I Know What He Means
by Kiki Gonzales

I remember my first Tom moment. I was 18 years old and had just moved to New York City. I was watching Jim Jarmusch's "Down by Law:" Tom has just been kicked out of a hotel room. He sits on the curb, putting his wonderful, tacky Vegas blackjack dealer shoes back on, crooning, "It's a sad...and beautiful world...." This little refrain became like a mantra for myself and a certain foxy, blonde, female music editor I know. During long nights of raging around the city, through the dark and crooked streets of Chinatown to the then-still-seedy streets of the East Village, we would walk arm in arm, singing Tom songs: "Well evenin' fell just like a star, left a trail behind...."

There were many nights we sat in our tiny Avenue C apartment, lighting all the candles and talking those late night talks that are always a bit lonely but still electric, and one or the other would inevitably pause mid-sentence to huskily quote Tom, in song, "It's a sad...and beautiful world...you KNOW that it is now..." (we'd ad-lib the ending, Etta James-style).

Any night's stay at a cheap highway motel spent drinking cheap wine out of a plastic cup that came locked in its own little plastic baggie is a potential Tom song: "I shot the mornin' in the back, with my red wings on, told the sun it better go back down/If I can find a book of matches, I'm going to burn this hotel down...." Any door-slamming fight with your boyfriend that sends him storming out into the night is cause to run to Tom: "Please call me baby, wherever you are, it's too cold to be out walkin' in the streets/We do crazy things when we're wounded, everyone's a bit insane/I don't want you catchin' your death of cold out walkin' in the rain...." Never mind that when your boyfriend finally comes home he tells you to stop wallowing in those depressing songs. He doesn't know what Tom MEANS! You start to think you should leave him. Which makes you sad, so you think about Tom's Train Song, "I remember when I left, without botherin' to pack...and I'm so sorry for what I've done, and I'm out here on my own/It was a train took me away from here, but a train can't bring me home...." Once you've symbolically left him through the power of Tom, you can make up. It works!

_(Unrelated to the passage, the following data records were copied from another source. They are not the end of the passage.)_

use std::fmt::{Display, Formatter};

use serde::{Deserialize, Serialize};

use crate::errors::TwelveDataError;

/// Message attached to every successful response.
pub const RESPONSE_OK: &str = "RESPONSE_OK";

/// Outcome of one endpoint call. Exactly one applies per call.
#[derive(Clone, Copy, Debug, PartialEq, Eq, Hash, Serialize, Deserialize)]
#[serde(rename_all = "snake_case")]
pub enum ResponseStatus {
    /// The payload was fully decoded.
    Ok,
    /// The failure originated on the caller/library side: no transport,
    /// undispatchable request, unreadable or unrecognized body.
    ClientError,
    /// The service reported a logical error through its error envelope.
    RemoteApiError,
}

impl ResponseStatus {
    pub const fn as_str(self) -> &'static str {
        match self {
            Self::Ok => "ok",
            Self::ClientError => "client_error",
            Self::RemoteApiError => "remote_api_error",
        }
    }
}

impl Display for ResponseStatus {
    fn fmt(&self, f: &mut Formatter<'_>) -> std::fmt::Result {
        f.write_str(self.as_str())
    }
}

/// Typed result of an endpoint call.
///
/// Branch on [`status`](Self::status) before touching the payload: it is only
/// guaranteed to be present when the status is [`ResponseStatus::Ok`].
#[derive(Clone, Debug, PartialEq)]
pub struct TwelveDataResponse<T> {
    pub status: ResponseStatus,
    pub message: String,
    pub payload: Option<T>,
    /// Envelope `code`, only set for [`ResponseStatus::RemoteApiError`]
    pub api_error_code: Option<i64>,
}

impl<T> TwelveDataResponse<T> {
    pub fn ok(payload: T) -> Self {
        Self {
            status: ResponseStatus::Ok,
            message: RESPONSE_OK.to_string(),
            payload: Some(payload),
            api_error_code: None,
        }
    }

    pub fn client_error(message: impl Into<String>) -> Self {
        Self {
            status: ResponseStatus::ClientError,
            message: message.into(),
            payload: None,
            api_error_code: None,
        }
    }

    pub fn remote_api_error(code: i64, message: impl Into<String>) -> Self {
        Self {
            status: ResponseStatus::RemoteApiError,
            message: message.into(),
            payload: None,
            api_error_code: Some(code),
        }
    }

    pub fn is_ok(&self) -> bool {
        self.status == ResponseStatus::Ok
    }

    pub fn payload(&self) -> Option<&T> {
        self.payload.as_ref()
    }

    pub fn into_payload(self) -> Option<T> {
        self.payload
    }

    /// Convert into a `Result` so the outcome can be propagated with `?`.
    pub fn into_result(self) -> Result<T, TwelveDataError> {
        match (self.status, self.payload) {
            (ResponseStatus::Ok, Some(payload)) => Ok(payload),
            (ResponseStatus::RemoteApiError, _) => Err(TwelveDataError::RemoteApi {
                code: self.api_error_code.unwrap_or_default(),
                message: self.message,
            }),
            (ResponseStatus::Ok, None) | (ResponseStatus::ClientError, _) => {
                Err(TwelveDataError::Client {
                    message: self.message,
                })
            }
        }
    }
}

#[cfg(test)]
mod tests {
    use super::*;

    #[test]
    fn test_ok_response() {
        let response = TwelveDataResponse::ok(42);
        assert!(response.is_ok());
        assert_eq!(response.message, RESPONSE_OK);
        assert_eq!(response.payload(), Some(&42));
        assert_eq!(response.into_result(), Ok(42));
    }

    #[test]
    fn test_client_error_has_no_payload() {
        let response: TwelveDataResponse<i32> =
            TwelveDataResponse::client_error("no HTTP transport configured");
        assert!(!response.is_ok());
        assert!(response.payload().is_none());
        assert!(response.api_error_code.is_none());
        assert_eq!(
            response.into_result(),
            Err(TwelveDataError::Client {
                message: "no HTTP transport configured".to_string()
            })
        );
    }

    #[test]
    fn test_remote_error_into_result() {
        let response: TwelveDataResponse<i32> =
            TwelveDataResponse::remote_api_error(401, "apikey parameter is incorrect");
        assert_eq!(response.status, ResponseStatus::RemoteApiError);
        assert_eq!(response.api_error_code, Some(401));
        assert_eq!(
            response.into_result(),
            Err(TwelveDataError::RemoteApi {
                code: 401,
                message: "apikey parameter is incorrect".to_string()
            })
        );
    }

    #[test]
    fn test_status_display() {
        assert_eq!(ResponseStatus::Ok.to_string(), "ok");
        assert_eq!(ResponseStatus::RemoteApiError.to_string(), "remote_api_error");
    }
}
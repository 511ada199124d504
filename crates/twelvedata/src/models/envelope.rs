use serde::{Deserialize, Deserializer, Serialize};
use serde_json::Value;

/// Marker that only decodes from the literal `"error"`.
#[derive(Clone, Copy, Debug, PartialEq, Eq, Serialize, Deserialize)]
pub enum ErrorStatus {
    #[serde(rename = "error")]
    Error,
}

/// Partial `meta` block that may accompany an error envelope.
#[derive(Clone, Debug, Default, PartialEq, Eq, Serialize, Deserialize)]
pub struct ErrorMeta {
    #[serde(default)]
    pub symbol: Option<String>,
    #[serde(default)]
    pub interval: Option<String>,
    #[serde(default)]
    pub exchange: Option<String>,
}

/// The service's standard error payload.
///
/// It can arrive with any HTTP status code, including 200. A body only
/// decodes as an envelope when it carries a `code`, a `message` and
/// `status == "error"`. A `meta` block that does not fit [`ErrorMeta`] is
/// dropped rather than failing the envelope.
#[derive(Clone, Debug, PartialEq, Eq, Serialize, Deserialize)]
pub struct ApiErrorEnvelope {
    pub code: i64,
    pub message: String,
    pub status: ErrorStatus,
    #[serde(default, deserialize_with = "deserialize_lenient_meta")]
    pub meta: Option<ErrorMeta>,
}

fn deserialize_lenient_meta<'de, D>(deserializer: D) -> Result<Option<ErrorMeta>, D::Error>
where
    D: Deserializer<'de>,
{
    let value = Option::<Value>::deserialize(deserializer)?;
    Ok(value.and_then(|value| ErrorMeta::deserialize(value).ok()))
}

#[cfg(test)]
mod tests {
    use super::*;

    #[test]
    fn test_envelope_with_meta() {
        let json = r#"{"code":400,"message":"**symbol** not found: FAKE.","status":"error","meta":{"symbol":"FAKE","interval":"","exchange":""}}"#;
        let envelope: ApiErrorEnvelope = serde_json::from_str(json).unwrap();
        assert_eq!(envelope.code, 400);
        assert_eq!(envelope.message, "**symbol** not found: FAKE.");
        let meta = envelope.meta.unwrap();
        assert_eq!(meta.symbol.as_deref(), Some("FAKE"));
        assert_eq!(meta.interval.as_deref(), Some(""));
    }

    #[test]
    fn test_envelope_requires_error_status() {
        let json = r#"{"code":200,"message":"fine","status":"ok"}"#;
        assert!(serde_json::from_str::<ApiErrorEnvelope>(json).is_err());
    }

    #[test]
    fn test_envelope_requires_code_and_message() {
        assert!(serde_json::from_str::<ApiErrorEnvelope>(r#"{"status":"error"}"#).is_err());
        assert!(
            serde_json::from_str::<ApiErrorEnvelope>(r#"{"code":"x","message":"m","status":"error"}"#)
                .is_err()
        );
    }

    #[test]
    fn test_malformed_meta_is_dropped() {
        let json = r#"{"code":400,"message":"symbol not found: FAKE","status":"error","meta":{"symbol":["FAKE"]}}"#;
        let envelope: ApiErrorEnvelope = serde_json::from_str(json).unwrap();
        assert_eq!(envelope.code, 400);
        assert_eq!(envelope.message, "symbol not found: FAKE");
        assert!(envelope.meta.is_none());

        let json = r#"{"code":400,"message":"bad","status":"error","meta":"FAKE"}"#;
        let envelope: ApiErrorEnvelope = serde_json::from_str(json).unwrap();
        assert!(envelope.meta.is_none());
    }
}
use chrono::NaiveDateTime;
use rust_decimal::Decimal;
use serde::{Deserialize, Serialize};

use super::wire::{datetime, decimal, option_decimal};

/// 52-week range block of a quote.
#[derive(Clone, Debug, PartialEq, Serialize, Deserialize)]
pub struct FiftyTwoWeek {
    #[serde(default, with = "option_decimal")]
    pub low: Option<Decimal>,
    #[serde(default, with = "option_decimal")]
    pub high: Option<Decimal>,
    #[serde(default, with = "option_decimal")]
    pub low_change: Option<Decimal>,
    #[serde(default, with = "option_decimal")]
    pub high_change: Option<Decimal>,
    #[serde(default, with = "option_decimal")]
    pub low_change_percent: Option<Decimal>,
    #[serde(default, with = "option_decimal")]
    pub high_change_percent: Option<Decimal>,
    /// Human-readable range, e.g. "103.099998 - 157.259995"
    #[serde(default)]
    pub range: Option<String>,
}

/// Latest quote for an instrument (`/quote`).
#[derive(Clone, Debug, PartialEq, Serialize, Deserialize)]
pub struct Quote {
    pub symbol: String,
    #[serde(default)]
    pub name: Option<String>,
    #[serde(default)]
    pub exchange: Option<String>,
    #[serde(default)]
    pub mic_code: Option<String>,
    #[serde(default)]
    pub currency: Option<String>,

    /// Start of the bar the quote describes, in the exchange's zone
    #[serde(with = "datetime")]
    pub datetime: NaiveDateTime,

    /// Unix seconds of the last update
    #[serde(default)]
    pub timestamp: Option<i64>,

    #[serde(with = "decimal")]
    pub open: Decimal,
    #[serde(with = "decimal")]
    pub high: Decimal,
    #[serde(with = "decimal")]
    pub low: Decimal,
    #[serde(with = "decimal")]
    pub close: Decimal,

    /// Absent for forex
    #[serde(default, with = "option_decimal")]
    pub volume: Option<Decimal>,
    #[serde(default, with = "option_decimal")]
    pub previous_close: Option<Decimal>,
    #[serde(default, with = "option_decimal")]
    pub change: Option<Decimal>,
    #[serde(default, with = "option_decimal")]
    pub percent_change: Option<Decimal>,
    #[serde(default, with = "option_decimal")]
    pub average_volume: Option<Decimal>,
    #[serde(default)]
    pub is_market_open: Option<bool>,
    #[serde(default)]
    pub fifty_two_week: Option<FiftyTwoWeek>,
}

Tom is there for you when you're at the end of your rope, hit rock bottom. But he is also there when you've come out the other side of darkness, and feel a sort of renewal. He is not about rat races, ladder climbing, posturing, or playing guitar so chicks will dig him and guys will want to look like him. He is about the way we face life's little disappointments, the way we find magic and understanding in strangers, the way we screw up and lose things and remember why we wanted them in the first place. He is about the dreams that live on the edge of town, in the places we keep thinking we have to somehow rise above, he is about the moment we realize that everyone else is a heck of a lot like us (except we have cooler shoes).

It is our fate on this planet to be stranded out here in between slugs of gin and hits on a Lucky Strike, to gaze at the gaping maw of the milky way spread out before our wondering eyes while we ponder love and death and sky-blue Cadillacs. Who better to score the scene than Tom?